The struggle for life’s basics in Gaza’s Rafah
The fear has been building for weeks.
More than 1 million Palestinians fled into Rafah, the southernmost region of the Gaza Strip, hoping to escape the war. Now, Israel has threatened to extend its invasion there, too.
Amid days filled with struggles to secure food, water and shelter, uncertainty has dominated people’s conversations, said Khalid Shurrab, a charity worker staying with his family in a leaky tent in Rafah.
“We have two options, either to stay as we are or face our destiny — death,” said Shurrab, 36. “People literally have no other safe place to go.”
Rafah, which so far had been spared the brunt of Israel’s onslaught, has become a new focal point of a war now in its sixth month. It is where most of Gaza’s 2.2 million people have ended up.
And now, with Israel signaling its intent to go after Hamas militants in Rafah, and Egypt blocking most Palestinians in Gaza from crossing its border to the south, families fear they are trapped.
In Rafah Governorate, home to fewer than 300,000 people before the war, space has become a rare commodity.

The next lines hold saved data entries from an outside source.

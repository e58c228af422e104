use std::time::{Duration, Instant};

use async_trait::async_trait;
use dashmap::DashMap;

use crate::{
    AtomicCounter, FailgateError,
    common::{CODE_IN_QUOTA, CODE_OVER_QUOTA, CODE_SUCCESS, TTL_MISSING, TTL_PERSISTENT},
};

#[derive(Debug, Default)]
pub(crate) struct CounterEntry {
    pub count: u64,
    pub expires_at: Option<Instant>,
}

impl CounterEntry {
    fn is_expired(&self, now: Instant) -> bool {
        matches!(self.expires_at, Some(at) if at <= now)
    }

    /// Remaining seconds, rounded to the nearest second like Redis does.
    fn ttl_raw(&self, now: Instant) -> i64 {
        match self.expires_at {
            None => TTL_PERSISTENT,
            Some(at) => {
                let remaining_ms = at.saturating_duration_since(now).as_millis();
                i64::try_from((remaining_ms + 500) / 1000).unwrap_or(i64::MAX)
            }
        }
    }
}

fn expiry_after(now: Instant, expire_seconds: u64) -> Result<Instant, FailgateError> {
    now.checked_add(Duration::from_secs(expire_seconds))
        .ok_or_else(|| {
            FailgateError::InvalidPeriod(format!(
                "{expire_seconds} seconds from now is not representable"
            ))
        })
}

fn count_to_i64(count: u64) -> i64 {
    i64::try_from(count).unwrap_or(i64::MAX)
}

/// In-process implementation of [`AtomicCounter`].
///
/// # Atomicity
///
/// Every mutating operation runs while holding the [`DashMap`] entry for the
/// key, which serializes concurrent callers on the same key. Different keys
/// only contend when they share a shard.
///
/// # Expiry
///
/// - Expired entries are treated as absent on access and dropped lazily
/// - [`cleanup`](Self::cleanup) removes every expired entry at once
/// - [`run_cleanup_loop`](Self::run_cleanup_loop) calls it periodically
///   (requires a runtime feature)
///
/// TTLs are measured with [`Instant`], so they are immune to wall-clock jumps.
#[derive(Debug, Default)]
pub struct LocalAtomicCounter {
    entries: DashMap<String, CounterEntry>,
}

impl LocalAtomicCounter {
    /// Create an empty counter.
    pub fn new() -> Self {
        Self::default()
    }

    /// Number of entries currently held, including expired ones not yet evicted.
    pub fn len(&self) -> usize {
        self.entries.len()
    }

    /// `true` if no entries are held.
    pub fn is_empty(&self) -> bool {
        self.entries.is_empty()
    }

    /// Drop every expired entry.
    pub fn cleanup(&self) {
        let now = Instant::now();
        let before = self.entries.len();

        self.entries.retain(|_, entry| !entry.is_expired(now));

        let removed = before.saturating_sub(self.entries.len());
        if removed > 0 {
            tracing::debug!(removed, "local.cleanup, evicted expired counters");
        }
    } // end method cleanup

    /// Periodically evict expired entries in a background task.
    ///
    /// The task holds a weak reference and stops once the counter is dropped.
    #[cfg(any(feature = "redis-tokio", feature = "redis-smol"))]
    #[cfg_attr(docsrs, doc(cfg(any(feature = "redis-tokio", feature = "redis-smol"))))]
    pub fn run_cleanup_loop(self: &std::sync::Arc<Self>, every: Duration) {
        let weak = std::sync::Arc::downgrade(self);

        crate::runtime::spawn_task(async move {
            let mut interval = crate::runtime::new_interval(every);

            loop {
                crate::runtime::tick(&mut interval).await;

                let Some(counter) = weak.upgrade() else {
                    tracing::debug!("local.cleanup, counter dropped, stopping loop");
                    break;
                };

                counter.cleanup();
            }
        });
    } // end method run_cleanup_loop

    fn read<R>(&self, key: &str, f: impl FnOnce(&CounterEntry, Instant) -> R) -> Option<R> {
        let now = Instant::now();

        let entry = self.entries.get(key)?;
        if !entry.is_expired(now) {
            return Some(f(&*entry, now));
        }
        drop(entry);

        self.entries.remove_if(key, |_, entry| entry.is_expired(now));
        tracing::trace!(key, "local.expire, dropped expired counter");

        None
    }
}

#[async_trait]
impl AtomicCounter for LocalAtomicCounter {
    async fn increment_and_check(
        &self,
        key: &str,
        quota: u64,
        expire_seconds: u64,
        success: bool,
    ) -> Result<i64, FailgateError> {
        if success {
            return Ok(CODE_SUCCESS);
        }

        let now = Instant::now();
        let expires_at = expiry_after(now, expire_seconds)?;
        let mut entry = self.entries.entry(key.to_string()).or_default();

        if entry.is_expired(now) {
            *entry = CounterEntry::default();
        }

        entry.count = entry.count.saturating_add(1);
        if entry.count == 1 {
            entry.expires_at = Some(expires_at);
        }

        let count = entry.count;
        drop(entry);

        if count <= quota {
            Ok(CODE_IN_QUOTA)
        } else {
            Ok(CODE_OVER_QUOTA)
        }
    } // end method increment_and_check

    async fn force_full(
        &self,
        key: &str,
        quota: u64,
        expire_seconds: u64,
    ) -> Result<(), FailgateError> {
        let now = Instant::now();
        let expires_at = expiry_after(now, expire_seconds)?;
        let full = quota.saturating_add(1);
        let mut entry = self.entries.entry(key.to_string()).or_default();

        if entry.is_expired(now) {
            *entry = CounterEntry::default();
        }

        if entry.count < full {
            entry.count = full;
        }

        if entry.expires_at.is_none() {
            entry.expires_at = Some(expires_at);
        }

        Ok(())
    } // end method force_full

    async fn inspect(&self, key: &str) -> Result<Vec<i64>, FailgateError> {
        let snapshot = self.read(key, |entry, now| {
            vec![1, count_to_i64(entry.count), entry.ttl_raw(now)]
        });

        Ok(snapshot.unwrap_or_else(|| vec![0]))
    }

    async fn get(&self, key: &str) -> Result<Option<i64>, FailgateError> {
        Ok(self.read(key, |entry, _| count_to_i64(entry.count)))
    }

    async fn delete(&self, key: &str) -> Result<(), FailgateError> {
        self.entries.remove(key);
        Ok(())
    }

    async fn ttl(&self, key: &str) -> Result<i64, FailgateError> {
        Ok(self
            .read(key, |entry, now| entry.ttl_raw(now))
            .unwrap_or(TTL_MISSING))
    }
}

Cooking gas is so scarce that the air is acrid with smoke from fires burning salvaged wood and chopped-up furniture. Fuel is expensive, so people walk, ride bicycles, or take carts drawn by donkeys and horses. Since Rafah sits along the Egyptian border, where most of the aid enters from, it receives
more supplies than other parts of Gaza.
Still, many residents are so desperate that they throw rocks at aid trucks to try to make them stop or swarm them to try to grab whatever they can. Hundreds of people were killed and injured amid a stampede and Israeli gunfire when a convoy of trucks tried to deliver aid in Gaza City, in the territory’s north, last month.
Most people taking shelter in Rafah spend their days trying to secure basic need.
“Everything is difficult here,” said Hadeel Abu Sharek, 24, who is staying with her 3-year-old daughter and other relatives in a shuttered restaurant in Rafah. ”
In another development, the Israeli military confirmed that it had bombed an aid warehouse in Rafah in the southern Gaza Strip on Wednesday, saying it had “precisely targeted” and killed a Hamas commander in an attack that the United Nations said also killed at least one aid worker and injured 22 others.
The Israeli military said the Hamas commander, whom it identified as Muhammad
Abu Hasna, was “involved in taking control of humanitarian aid” and coordinating “the activities of various Hamas units.”
UNRWA, the U.N. agency that supports Palestinians, said the strike in Gaza’s southernmost city hit one of its facilities that serves as both an aid warehouse and a food distribution center.
The agency, formally the U.N. Relief and Works Agency, is the largest provider of aid on the ground in Gaza and the chief lifeline for the enclave’s 2.2 million residents, more than half of whom have been forced by Israeli military orders or fighting to cram into Rafah.
The UNRWA facility was not distributing food to civilians Wednesday, but more than 50 staff members were working at the facility when it was hit by Israeli forces around noon, according to Juliette Touma, UNRWA’s director of communications. Physical damage to the facility appeared to be minimal, but the human toll was “quite high,” and some of the 22 wounded aid workers were “severely injured,” she said.